Brief:
Search the material below for the string "OwnerId" and list each line that holds it.

Records to process section start

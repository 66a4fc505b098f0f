//! `PostgreSQL` record store for the seating allocator.
//!
//! This crate provides [`PostgresRecordStore`], the production implementation
//! of the `RecordStore` trait from `seatplan-core`. It uses sqlx and supports:
//!
//! - Transactional capacity check-and-set on every guest table write
//! - All-or-nothing batches in a single transaction
//! - Connection pooling
//! - Idempotent schema migrations
//!
//! # Example
//!
//! ```ignore
//! use seatplan_postgres::PostgresRecordStore;
//!
//! async fn example() -> Result<(), Box<dyn std::error::Error>> {
//!     let store = PostgresRecordStore::new("postgres://localhost/seatplan").await?;
//!     store.migrate().await?;
//!     Ok(())
//! }
//! ```

#![forbid(unsafe_code)]
#![warn(missing_docs)]

pub mod migrations;

use seatplan_core::record_store::{GuestFilter, RecordStore, StoreError, StoreFuture, WriteOp};
use seatplan_core::types::{
    Capacity, EventId, EventName, EventRecord, FoodPreference, Guest, GuestId, OwnerId, Table,
    TableId, TableOrigin,
};
use sqlx::postgres::{PgPoolOptions, PgRow};
use sqlx::{PgPool, Postgres, Row, Transaction};
use std::time::Duration;

/// `PostgreSQL`-backed [`RecordStore`].
///
/// Capacity is enforced by locking the target table row (`SELECT ... FOR
/// UPDATE`) and counting its members inside the same transaction as the
/// guest update, so concurrent sessions cannot overfill a table.
#[derive(Clone, Debug)]
pub struct PostgresRecordStore {
    pool: PgPool,
}

impl PostgresRecordStore {
    /// Connect with default pool settings.
    ///
    /// # Errors
    ///
    /// Returns [`StoreError::Unavailable`] if the database cannot be reached.
    pub async fn new(database_url: &str) -> Result<Self, StoreError> {
        Self::connect(database_url, 5, Duration::from_secs(30)).await
    }

    /// Connect with an explicit pool size and acquire timeout.
    ///
    /// # Errors
    ///
    /// Returns [`StoreError::Unavailable`] if the database cannot be reached.
    pub async fn connect(
        database_url: &str,
        max_connections: u32,
        connect_timeout: Duration,
    ) -> Result<Self, StoreError> {
        let pool = PgPoolOptions::new()
            .max_connections(max_connections)
            .acquire_timeout(connect_timeout)
            .connect(database_url)
            .await
            .map_err(|e| StoreError::Unavailable(e.to_string()))?;

        tracing::info!(max_connections, "Connected to PostgreSQL record store");
        Ok(Self { pool })
    }

    /// Wrap an existing pool.
    #[must_use]
    pub const fn from_pool(pool: PgPool) -> Self {
        Self { pool }
    }

    /// The underlying pool.
    #[must_use]
    pub const fn pool(&self) -> &PgPool {
        &self.pool
    }

    /// Create the schema if needed.
    ///
    /// # Errors
    ///
    /// Returns [`StoreError::Database`] if a migration statement fails.
    pub async fn migrate(&self) -> Result<(), StoreError> {
        migrations::run(&self.pool).await
    }

    /// Insert or replace an event record.
    ///
    /// # Errors
    ///
    /// Returns [`StoreError`] if the insert fails.
    pub async fn insert_event(&self, event: &EventRecord) -> Result<(), StoreError> {
        sqlx::query(
            r"
            INSERT INTO wedding_events (id, owner_id, name, title)
            VALUES ($1, $2, $3, $4)
            ON CONFLICT (id) DO UPDATE
            SET owner_id = EXCLUDED.owner_id, name = EXCLUDED.name, title = EXCLUDED.title
            ",
        )
        .bind(*event.id.as_uuid())
        .bind(*event.owner_id.as_uuid())
        .bind(event.name.as_str())
        .bind(&event.title)
        .execute(&self.pool)
        .await
        .map_err(map_sqlx_error)?;
        Ok(())
    }

    /// Insert a guest record as-is. Capacity is not checked.
    ///
    /// # Errors
    ///
    /// Returns [`StoreError`] if the insert fails.
    pub async fn insert_guest(&self, guest: &Guest) -> Result<(), StoreError> {
        let events: Vec<String> = guest.events.iter().map(|e| e.as_str().to_string()).collect();
        sqlx::query(
            r"
            INSERT INTO guests (id, owner_id, name, contact, email, events, food, table_id)
            VALUES ($1, $2, $3, $4, $5, $6, $7, $8)
            ",
        )
        .bind(*guest.id.as_uuid())
        .bind(*guest.owner_id.as_uuid())
        .bind(&guest.name)
        .bind(&guest.contact)
        .bind(guest.email.as_deref())
        .bind(events)
        .bind(guest.food.as_str())
        .bind(guest.table_id.map(|t| *t.as_uuid()))
        .execute(&self.pool)
        .await
        .map_err(map_sqlx_error)?;
        Ok(())
    }

    /// Fetch one guest by id.
    ///
    /// # Errors
    ///
    /// Returns [`StoreError`] if the query fails.
    pub async fn guest(&self, guest_id: GuestId) -> Result<Option<Guest>, StoreError> {
        let row = sqlx::query(
            r"
            SELECT id, owner_id, name, contact, email, events, food, table_id
            FROM guests
            WHERE id = $1
            ",
        )
        .bind(*guest_id.as_uuid())
        .fetch_optional(&self.pool)
        .await
        .map_err(map_sqlx_error)?;

        row.as_ref().map(row_to_guest).transpose()
    }

    async fn begin(&self) -> Result<Transaction<'static, Postgres>, StoreError> {
        self.pool.begin().await.map_err(map_sqlx_error)
    }
}

/// Pool and I/O failures are worth retrying; everything else is not.
fn map_sqlx_error(error: sqlx::Error) -> StoreError {
    match &error {
        sqlx::Error::PoolTimedOut
        | sqlx::Error::PoolClosed
        | sqlx::Error::Io(_)
        | sqlx::Error::WorkerCrashed => StoreError::Unavailable(error.to_string()),
        sqlx::Error::Database(db) if db.is_foreign_key_violation() => {
            StoreError::NotFound(db.message().to_string())
        },
        _ => StoreError::Database(error.to_string()),
    }
}

fn row_to_guest(row: &PgRow) -> Result<Guest, StoreError> {
    let get_err = |e: sqlx::Error| StoreError::Database(format!("malformed guest row: {e}"));

    let events: Vec<String> = row.try_get("events").map_err(get_err)?;
    let food: String = row.try_get("food").map_err(get_err)?;
    let food = food
        .parse::<FoodPreference>()
        .map_err(|e| StoreError::Database(e.to_string()))?;
    let table_id: Option<uuid::Uuid> = row.try_get("table_id").map_err(get_err)?;

    Ok(Guest {
        id: GuestId::from_uuid(row.try_get("id").map_err(get_err)?),
        owner_id: OwnerId::from_uuid(row.try_get("owner_id").map_err(get_err)?),
        name: row.try_get("name").map_err(get_err)?,
        contact: row.try_get("contact").map_err(get_err)?,
        email: row.try_get("email").map_err(get_err)?,
        events: events.into_iter().map(EventName::from).collect(),
        food,
        table_id: table_id.map(TableId::from_uuid),
    })
}

fn row_to_table(row: &PgRow) -> Result<Table, StoreError> {
    let get_err = |e: sqlx::Error| StoreError::Database(format!("malformed table row: {e}"));

    let capacity: i32 = row.try_get("capacity").map_err(get_err)?;
    let capacity = u32::try_from(capacity)
        .ok()
        .and_then(Capacity::new)
        .ok_or_else(|| StoreError::Database(format!("invalid table capacity {capacity}")))?;
    let origin: String = row.try_get("origin").map_err(get_err)?;

    Ok(Table {
        id: TableId::from_uuid(row.try_get("id").map_err(get_err)?),
        event_id: EventId::from_uuid(row.try_get("event_id").map_err(get_err)?),
        name: row.try_get("name").map_err(get_err)?,
        capacity,
        origin: TableOrigin::parse(&origin),
        created_at: row.try_get("created_at").map_err(get_err)?,
    })
}

fn capacity_column(capacity: Capacity) -> Result<i32, StoreError> {
    i32::try_from(capacity.value())
        .map_err(|_| StoreError::Database(format!("capacity {capacity} out of range")))
}

async fn set_guest_table(
    tx: &mut Transaction<'_, Postgres>,
    guest_id: GuestId,
    table_id: Option<TableId>,
) -> Result<(), StoreError> {
    if let Some(table_id) = table_id {
        let locked: Option<(i32,)> =
            sqlx::query_as("SELECT capacity FROM seating_tables WHERE id = $1 FOR UPDATE")
                .bind(*table_id.as_uuid())
                .fetch_optional(&mut **tx)
                .await
                .map_err(map_sqlx_error)?;
        let Some((capacity,)) = locked else {
            return Err(StoreError::NotFound(format!("table {table_id}")));
        };

        let (seated,): (i64,) =
            sqlx::query_as("SELECT COUNT(*) FROM guests WHERE table_id = $1 AND id <> $2")
                .bind(*table_id.as_uuid())
                .bind(*guest_id.as_uuid())
                .fetch_one(&mut **tx)
                .await
                .map_err(map_sqlx_error)?;

        if seated >= i64::from(capacity) {
            tracing::warn!(%guest_id, %table_id, capacity, "Capacity conflict on guest write");
            metrics::counter!("record_store_capacity_conflicts_total").increment(1);
            return Err(StoreError::CapacityConflict {
                table_id,
                capacity: u32::try_from(capacity).unwrap_or_default(),
            });
        }
    }

    let updated = sqlx::query("UPDATE guests SET table_id = $1 WHERE id = $2")
        .bind(table_id.map(|t| *t.as_uuid()))
        .bind(*guest_id.as_uuid())
        .execute(&mut **tx)
        .await
        .map_err(map_sqlx_error)?;

    if updated.rows_affected() == 0 {
        return Err(StoreError::NotFound(format!("guest {guest_id}")));
    }
    Ok(())
}

async fn create_table(tx: &mut Transaction<'_, Postgres>, table: &Table) -> Result<(), StoreError> {
    sqlx::query(
        r"
        INSERT INTO seating_tables (id, event_id, name, capacity, origin, created_at)
        VALUES ($1, $2, $3, $4, $5, $6)
        ",
    )
    .bind(*table.id.as_uuid())
    .bind(*table.event_id.as_uuid())
    .bind(&table.name)
    .bind(capacity_column(table.capacity)?)
    .bind(table.origin.as_str())
    .bind(table.created_at)
    .execute(&mut **tx)
    .await
    .map_err(map_sqlx_error)?;
    Ok(())
}

async fn delete_table(
    tx: &mut Transaction<'_, Postgres>,
    table_id: TableId,
) -> Result<(), StoreError> {
    // guests.table_id is ON DELETE SET NULL
    sqlx::query("DELETE FROM seating_tables WHERE id = $1")
        .bind(*table_id.as_uuid())
        .execute(&mut **tx)
        .await
        .map_err(map_sqlx_error)?;
    Ok(())
}

async fn apply(tx: &mut Transaction<'_, Postgres>, op: &WriteOp) -> Result<(), StoreError> {
    match op {
        WriteOp::SetGuestTable { guest_id, table_id } => {
            set_guest_table(tx, *guest_id, *table_id).await
        },
        WriteOp::CreateTable(table) => create_table(tx, table).await,
        WriteOp::DeleteTable(table_id) => delete_table(tx, *table_id).await,
    }
}

impl PostgresRecordStore {
    /// Run `ops` in one transaction; any error rolls the whole batch back.
    async fn transact(&self, ops: &[WriteOp]) -> Result<(), StoreError> {
        let mut tx = self.begin().await?;
        for op in ops {
            apply(&mut tx, op).await?;
        }
        tx.commit().await.map_err(map_sqlx_error)
    }
}

impl RecordStore for PostgresRecordStore {
    fn load_event(&self, event_id: EventId) -> StoreFuture<'_, Option<EventRecord>> {
        Box::pin(async move {
            let row: Option<(uuid::Uuid, uuid::Uuid, String, String)> = sqlx::query_as(
                "SELECT id, owner_id, name, title FROM wedding_events WHERE id = $1",
            )
            .bind(*event_id.as_uuid())
            .fetch_optional(&self.pool)
            .await
            .map_err(map_sqlx_error)?;

            Ok(row.map(|(id, owner_id, name, title)| EventRecord {
                id: EventId::from_uuid(id),
                owner_id: OwnerId::from_uuid(owner_id),
                name: EventName::from(name),
                title,
            }))
        })
    }

    fn list_guests(&self, filter: GuestFilter) -> StoreFuture<'_, Vec<Guest>> {
        Box::pin(async move {
            let rows = sqlx::query(
                r"
                SELECT id, owner_id, name, contact, email, events, food, table_id
                FROM guests
                WHERE owner_id = $1
                ORDER BY seq ASC
                ",
            )
            .bind(*filter.owner_id.as_uuid())
            .fetch_all(&self.pool)
            .await
            .map_err(map_sqlx_error)?;

            // Event names are matched after normalisation, not as raw text.
            let guests = rows
                .iter()
                .map(row_to_guest)
                .collect::<Result<Vec<_>, _>>()?;
            Ok(guests
                .into_iter()
                .filter(|g| g.events.contains(&filter.event_name))
                .collect())
        })
    }

    fn list_tables(&self, event_id: EventId) -> StoreFuture<'_, Vec<Table>> {
        Box::pin(async move {
            let rows = sqlx::query(
                r"
                SELECT id, event_id, name, capacity, origin, created_at
                FROM seating_tables
                WHERE event_id = $1
                ORDER BY seq ASC
                ",
            )
            .bind(*event_id.as_uuid())
            .fetch_all(&self.pool)
            .await
            .map_err(map_sqlx_error)?;

            rows.iter().map(row_to_table).collect()
        })
    }

    fn list_seated(&self, event_id: EventId) -> StoreFuture<'_, Vec<(GuestId, TableId)>> {
        Box::pin(async move {
            let rows: Vec<(uuid::Uuid, uuid::Uuid)> = sqlx::query_as(
                r"
                SELECT g.id, g.table_id
                FROM guests g
                JOIN seating_tables t ON t.id = g.table_id
                WHERE t.event_id = $1
                ORDER BY g.seq ASC
                ",
            )
            .bind(*event_id.as_uuid())
            .fetch_all(&self.pool)
            .await
            .map_err(map_sqlx_error)?;

            Ok(rows
                .into_iter()
                .map(|(guest, table)| (GuestId::from_uuid(guest), TableId::from_uuid(table)))
                .collect())
        })
    }

    fn write_guest_table_ref(
        &self,
        guest_id: GuestId,
        table_id: Option<TableId>,
    ) -> StoreFuture<'_, ()> {
        Box::pin(async move {
            self.transact(&[WriteOp::SetGuestTable { guest_id, table_id }])
                .await
        })
    }

    fn create_table_record(&self, table: Table) -> StoreFuture<'_, ()> {
        Box::pin(async move { self.transact(&[WriteOp::CreateTable(table)]).await })
    }

    fn delete_table_record(&self, table_id: TableId) -> StoreFuture<'_, ()> {
        Box::pin(async move { self.transact(&[WriteOp::DeleteTable(table_id)]).await })
    }

    fn batch_write(&self, ops: Vec<WriteOp>) -> StoreFuture<'_, ()> {
        Box::pin(async move {
            self.transact(&ops).await?;
            tracing::debug!(ops = ops.len(), "Batch committed");
            Ok(())
        })
    }
}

Records to process section end

Task response:
    Capacity, EventId, EventName, EventRecord, FoodPreference, Guest, GuestId, OwnerId, Table,
        owner_id: OwnerId::from_uuid(row.try_get("owner_id").map_err(get_err)?),
                owner_id: OwnerId::from_uuid(owner_id),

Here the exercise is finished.